Start of Records

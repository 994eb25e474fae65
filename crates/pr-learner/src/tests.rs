//! Unit tests for the learner state machine.

use pr_core::{LearnerId, ReviewConfig, SubmissionId, Tick};
use pr_review::{SubmissionPool, SubmissionStore};

use crate::{Learner, LearnerProfile, ReviewContext, Transition};

// ── Helpers ───────────────────────────────────────────────────────────────────

/// Everything a learner transition needs, plus the learners themselves, so
/// tests can step a tiny population by hand in ascending id order.
struct Harness {
    cfg:      ReviewConfig,
    pool:     SubmissionPool,
    store:    SubmissionStore,
    learners: Vec<Learner>,
}

impl Harness {
    fn new(cfg: ReviewConfig, profiles: &[(u32, u64, i64, i64)]) -> Self {
        let learners = profiles
            .iter()
            .map(|&(id, start, grade, bias)| {
                Learner::new(LearnerProfile::new(LearnerId(id), Tick(start), grade, bias))
            })
            .collect();
        Self {
            cfg,
            pool: SubmissionPool::new(),
            store: SubmissionStore::new(),
            learners,
        }
    }

    /// Run one tick for every learner and return their transitions.
    fn step(&mut self, at: u64) -> Vec<Transition> {
        let mut out = Vec::new();
        for learner in &mut self.learners {
            let mut ctx = ReviewContext::new(&self.cfg, &mut self.pool, &mut self.store);
            out.push(learner.respond_to(Tick(at), &mut ctx).unwrap());
        }
        out
    }

    /// Step every tick in `from..to` and collect emitted submissions.
    fn run(&mut self, from: u64, to: u64) -> Vec<(u64, SubmissionId)> {
        let mut emitted = Vec::new();
        for t in from..to {
            for tr in self.step(t) {
                if let Some(id) = tr.submitted() {
                    emitted.push((t, id));
                }
            }
        }
        emitted
    }
}

/// One review per submission, one owed per learner, 2 work ticks, 1 review
/// tick, pass mark 50.
fn quick_cfg() -> ReviewConfig {
    ReviewConfig {
        reviews_per_submission: 1,
        reviews_per_learner:    1,
        passing_points:         50,
        work_ticks:             2,
        review_ticks:           1,
    }
}

#[cfg(test)]
mod lifecycle_tests {
    use super::*;
    use crate::LearnerState;
    use pr_review::SubmissionState;

    #[test]
    fn inactive_before_first_start() {
        let mut h = Harness::new(ReviewConfig::default(), &[(1, 5, 85, 4)]);
        for t in 0..5 {
            assert_eq!(h.step(t), [Transition::Quiet]);
            assert_eq!(h.learners[0].state(), LearnerState::Inactive);
        }
        assert!(h.store.is_empty());
    }

    #[test]
    fn first_start_creates_submission() {
        let mut h = Harness::new(ReviewConfig::default(), &[(1, 5, 85, 4)]);
        h.run(0, 6);
        let learner = &h.learners[0];
        assert_eq!(learner.state(), LearnerState::Working);
        assert_eq!(learner.submissions().len(), 1);
        let sub = h.store.get(learner.submissions()[0]).unwrap();
        assert_eq!(sub.created_at, Tick(5));
        assert_eq!(sub.sequence, 0);
        assert_eq!(sub.state, SubmissionState::InFlight);
    }

    #[test]
    fn first_event_after_work_window() {
        // Start at 5, 50 ticks of work → hand-in at 55.
        let mut h = Harness::new(ReviewConfig::default(), &[(1, 5, 85, 4)]);
        let emitted = h.run(0, 56);
        assert_eq!(emitted, [(55, SubmissionId(0))]);
        assert!(h.pool.contains(SubmissionId(0)));
        assert_eq!(
            h.store.get(SubmissionId(0)).unwrap().state,
            SubmissionState::SubmittedToReview
        );
    }

    #[test]
    fn working_while_pending() {
        let mut h = Harness::new(ReviewConfig::default(), &[(1, 0, 85, 4)]);
        h.run(0, 30);
        assert_eq!(h.learners[0].state(), LearnerState::Working);
        assert!(h.pool.is_empty());
    }
}

#[cfg(test)]
mod review_tests {
    use super::*;
    use crate::LearnerState;

    #[test]
    fn starved_learner_idles_without_error() {
        // Alone in the course: the only pooled submission is their own.
        let mut h = Harness::new(quick_cfg(), &[(1, 0, 60, 0)]);
        h.run(0, 10);
        let learner = &h.learners[0];
        assert_eq!(learner.state(), LearnerState::Reviewing);
        assert!(learner.reviews_done().is_empty());
        assert_eq!(h.pool.len(), 1);
    }

    #[test]
    fn review_takes_review_ticks() {
        let cfg = ReviewConfig { review_ticks: 3, ..quick_cfg() };
        let mut h = Harness::new(cfg, &[(1, 0, 60, 0), (2, 0, 60, 0)]);
        h.run(0, 4); // hand-in at 2, claims at 3
        assert_eq!(h.learners[0].review_in_progress(), Some(SubmissionId(1)));

        h.run(4, 6);
        assert_eq!(h.learners[0].state(), LearnerState::Reviewing);
        assert_eq!(h.store.get(SubmissionId(1)).unwrap().review_count(), 0);

        h.step(6);
        let reviews = h.store.get(SubmissionId(1)).unwrap().reviews().to_vec();
        assert_eq!(reviews.len(), 1);
        assert_eq!(reviews[0].reviewer, LearnerId(1));
        assert_eq!(reviews[0].at, Tick(6));
        assert_eq!(h.learners[0].state(), LearnerState::WaitingForGrade);
        assert_eq!(h.learners[0].completed_reviews(), 1);
    }

    #[test]
    fn reviewed_submission_returns_to_pool_until_full() {
        let cfg = ReviewConfig { reviews_per_submission: 2, ..quick_cfg() };
        let mut h = Harness::new(cfg, &[(1, 0, 60, 0), (2, 0, 60, 0), (3, 0, 60, 0)]);
        h.run(0, 5);
        // Tick 3: L1 takes S1, L2 takes S0, L3 finds only its own S2.
        // Tick 4: S1 and S0 come back with one review each; L3 takes S1.
        assert_eq!(h.store.get(SubmissionId(0)).unwrap().review_count(), 1);
        assert!(h.pool.contains(SubmissionId(0)));
        assert_eq!(h.store.get(SubmissionId(1)).unwrap().review_count(), 1);
        assert!(!h.pool.contains(SubmissionId(1)));
        assert_eq!(h.learners[2].review_in_progress(), Some(SubmissionId(1)));
        assert_eq!(h.pool.iter().collect::<Vec<_>>(), [SubmissionId(2), SubmissionId(0)]);
    }

    #[test]
    fn no_self_or_double_reviews_under_contention() {
        let cfg = ReviewConfig {
            reviews_per_submission: 3,
            reviews_per_learner:    3,
            passing_points:         240,
            work_ticks:             2,
            review_ticks:           1,
        };
        let profiles: Vec<(u32, u64, i64, i64)> =
            (1..=6).map(|i| (i, u64::from(i % 3), 80, i64::from(i) - 3)).collect();
        let mut h = Harness::new(cfg, &profiles);
        h.run(0, 60);
        for sub in h.store.iter() {
            assert!(sub.review_count() <= 3);
            assert!(!sub.reviewed_by(sub.owner), "{:?} reviewed by its owner", sub.id);
            let mut reviewers: Vec<u32> = sub.reviews().iter().map(|r| r.reviewer.0).collect();
            let before = reviewers.len();
            reviewers.sort_unstable();
            reviewers.dedup();
            assert_eq!(reviewers.len(), before, "{:?} has a repeated reviewer", sub.id);
        }
    }
}

#[cfg(test)]
mod grading_tests {
    use super::*;
    use crate::LearnerState;
    use pr_review::{Grade, SubmissionState};

    /// Hand `learner`'s pooled submission to each reviewer in turn and
    /// record their reviews directly, as finished reviews would.
    fn review_by(h: &mut Harness, sub: SubmissionId, reviewers: &[(u32, i64)], at: u64) {
        for &(r, bias) in reviewers {
            assert_eq!(h.pool.retrieve(LearnerId(r), &h.store), Some(sub));
            let s = h.store.get_mut(sub).unwrap();
            s.provide_review(LearnerId(r), bias, Tick(at), &h.cfg).unwrap();
            if s.is_reviewable(&h.cfg) {
                h.pool.resubmit(sub, &h.store, &h.cfg).unwrap();
            }
        }
    }

    fn no_owed_reviews() -> ReviewConfig {
        ReviewConfig { reviews_per_learner: 0, ..ReviewConfig::default() }
    }

    #[test]
    fn passing_grade_then_sleep() {
        // 85 × 3 + (4 + 3 + 3) = 265 ≥ 240.
        let mut h = Harness::new(no_owed_reviews(), &[(1, 5, 85, 4)]);
        h.run(0, 56);
        review_by(&mut h, SubmissionId(0), &[(2, 4), (3, 3), (4, 3)], 56);

        assert_eq!(
            h.step(57),
            [Transition::Graded { submission: SubmissionId(0), grade: Grade::Passing }]
        );
        assert_eq!(h.learners[0].state(), LearnerState::WaitingForGrade);
        assert_eq!(h.store.get(SubmissionId(0)).unwrap().current_score(), 265);

        h.step(58);
        assert_eq!(h.learners[0].state(), LearnerState::Sleeping);
        assert_eq!(h.learners[0].submissions().len(), 1);
    }

    #[test]
    fn failing_grade_starts_next_attempt() {
        // 80 × 3 − 5 = 235 < 240.
        let mut h = Harness::new(no_owed_reviews(), &[(1, 0, 80, 0)]);
        h.run(0, 51);
        review_by(&mut h, SubmissionId(0), &[(2, -2), (3, -3), (4, 0)], 51);

        assert_eq!(
            h.step(52),
            [Transition::Graded { submission: SubmissionId(0), grade: Grade::Failing }]
        );
        let learner = &h.learners[0];
        assert_eq!(learner.state(), LearnerState::Working);
        assert!(learner.reviews_done().is_empty());
        assert_eq!(learner.submissions().len(), 2);

        let next_id = learner.submissions()[1];

        assert_eq!(h.store.get(SubmissionId(0)).unwrap().state, SubmissionState::Failing);
        let next = h.store.get(next_id).unwrap();
        assert_eq!(next.sequence, 1);
        assert_eq!(next.created_at, Tick(52));
        assert_eq!(next.state, SubmissionState::InFlight);

        // The new attempt goes through the full work window again.
        let emitted = h.run(53, 103);
        assert_eq!(emitted, [(102, next_id)]);
    }

    #[test]
    fn no_grade_before_all_reviews() {
        let mut h = Harness::new(no_owed_reviews(), &[(1, 0, 100, 0)]);
        h.run(0, 51);
        review_by(&mut h, SubmissionId(0), &[(2, 0), (3, 0)], 51);
        for t in 52..60 {
            assert_eq!(h.step(t), [Transition::Quiet]);
        }
        assert_eq!(h.learners[0].state(), LearnerState::WaitingForGrade);
        assert!(!h.store.get(SubmissionId(0)).unwrap().is_graded());
    }

    #[test]
    fn two_learners_review_each_other() {
        // L1 (60) passes, L2 (40) fails and resubmits.
        let mut h = Harness::new(quick_cfg(), &[(1, 0, 60, 0), (2, 0, 40, 0)]);

        let emitted = h.run(0, 5);
        assert_eq!(emitted, [(2, SubmissionId(0)), (2, SubmissionId(1))]);
        assert_eq!(h.store.get(SubmissionId(0)).unwrap().reviews()[0].reviewer, LearnerId(2));
        assert_eq!(h.store.get(SubmissionId(1)).unwrap().reviews()[0].reviewer, LearnerId(1));

        assert_eq!(
            h.step(5),
            [
                Transition::Graded { submission: SubmissionId(0), grade: Grade::Passing },
                Transition::Graded { submission: SubmissionId(1), grade: Grade::Failing },
            ]
        );
        assert_eq!(h.step(6), [Transition::Quiet, Transition::Quiet]);
        assert_eq!(h.learners[0].state(), LearnerState::Sleeping);
        assert_eq!(h.learners[1].state(), LearnerState::Working);

        assert_eq!(h.step(7), [Transition::Quiet, Transition::Submitted(SubmissionId(2))]);
        let retry = h.store.get(SubmissionId(2)).unwrap();
        assert_eq!((retry.owner, retry.sequence, retry.created_at), (LearnerId(2), 1, Tick(5)));
    }
}

#[cfg(test)]
mod error_tests {
    use super::*;
    use crate::{LearnerError, LearnerState};
    use pr_review::ReviewError;

    #[test]
    fn clock_regression_is_fatal() {
        let mut h = Harness::new(ReviewConfig::default(), &[(1, 0, 80, 0)]);
        h.step(10);
        let mut ctx = ReviewContext::new(&h.cfg, &mut h.pool, &mut h.store);
        let err = h.learners[0].respond_to(Tick(3), &mut ctx).unwrap_err();
        match err {
            LearnerError::UndefinedTransition { learner, tick, state } => {
                assert_eq!(learner, LearnerId(1));
                assert_eq!(tick, Tick(3));
                assert_eq!(state, LearnerState::Working);
            }
            other => panic!("unexpected error: {other}"),
        }
    }

    #[test]
    fn pool_violation_carries_learner_context() {
        let mut h = Harness::new(ReviewConfig::default(), &[(1, 0, 80, 0)]);
        h.run(0, 50);
        // Sneak the submission into the pool before its owner hands it in.
        h.pool.submit(SubmissionId(0), &h.store, &h.cfg).unwrap();
        let mut ctx = ReviewContext::new(&h.cfg, &mut h.pool, &mut h.store);
        let err = h.learners[0].respond_to(Tick(50), &mut ctx).unwrap_err();
        match err {
            LearnerError::Review { learner, tick, source, .. } => {
                assert_eq!(learner, LearnerId(1));
                assert_eq!(tick, Tick(50));
                assert_eq!(source, ReviewError::AlreadyPooled(SubmissionId(0)));
            }
            other => panic!("unexpected error: {other}"),
        }
    }
}

#[cfg(test)]
mod population_tests {
    use crate::PopulationBuilder;
    use pr_core::{LearnerId, PrError};

    #[test]
    fn same_seed_same_population() {
        let a = PopulationBuilder::new(20, 7).build().unwrap();
        let b = PopulationBuilder::new(20, 7).build().unwrap();
        assert_eq!(a, b);
    }

    #[test]
    fn larger_population_extends_smaller() {
        let small = PopulationBuilder::new(5, 99).build().unwrap();
        let large = PopulationBuilder::new(12, 99).build().unwrap();
        assert_eq!(&large[..5], &small[..]);
    }

    #[test]
    fn values_within_ranges() {
        let profiles = PopulationBuilder::new(200, 3)
            .first_id(10)
            .start_window(20, 5)
            .grades(70, 90)
            .biases(-2, 2)
            .build()
            .unwrap();
        assert_eq!(profiles[0].id, LearnerId(10));
        assert_eq!(profiles[199].id, LearnerId(209));
        for p in &profiles {
            assert!((5..=20).contains(&p.first_start.0));
            assert!((70..=90).contains(&p.true_grade));
            assert!((-2..=2).contains(&p.review_bias));
        }
    }

    #[test]
    fn ids_up_to_u32_max_accepted() {
        let profiles = PopulationBuilder::new(3, 1).first_id(u32::MAX - 2).build().unwrap();
        let ids: Vec<u32> = profiles.iter().map(|p| p.id.0).collect();
        assert_eq!(ids, [u32::MAX - 2, u32::MAX - 1, u32::MAX]);
    }

    #[test]
    fn ids_past_u32_max_rejected() {
        let err = PopulationBuilder::new(4, 1).first_id(u32::MAX - 2).build().unwrap_err();
        assert!(matches!(err, PrError::Config(_)));
    }

    #[test]
    fn empty_population_at_any_first_id() {
        assert!(PopulationBuilder::new(0, 1).first_id(u32::MAX).build().unwrap().is_empty());
    }
}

End of Records

» **Work item**: The exact lines of the material above starting at the one that contains "assert!(!h.pool.contains(SubmissionId(1)));" and ending at the one that contains "h.run(0, 60);" are what to retype; leave out everything else.

» **The completed task**:
        assert!(!h.pool.contains(SubmissionId(1)));
        assert_eq!(h.learners[2].review_in_progress(), Some(SubmissionId(1)));
        assert_eq!(h.pool.iter().collect::<Vec<_>>(), [SubmissionId(2), SubmissionId(0)]);
    }

    #[test]
    fn no_self_or_double_reviews_under_contention() {
        let cfg = ReviewConfig {
            reviews_per_submission: 3,
            reviews_per_learner:    3,
            passing_points:         240,
            work_ticks:             2,
            review_ticks:           1,
        };
        let profiles: Vec<(u32, u64, i64, i64)> =
            (1..=6).map(|i| (i, u64::from(i % 3), 80, i64::from(i) - 3)).collect();
        let mut h = Harness::new(cfg, &profiles);
        h.run(0, 60);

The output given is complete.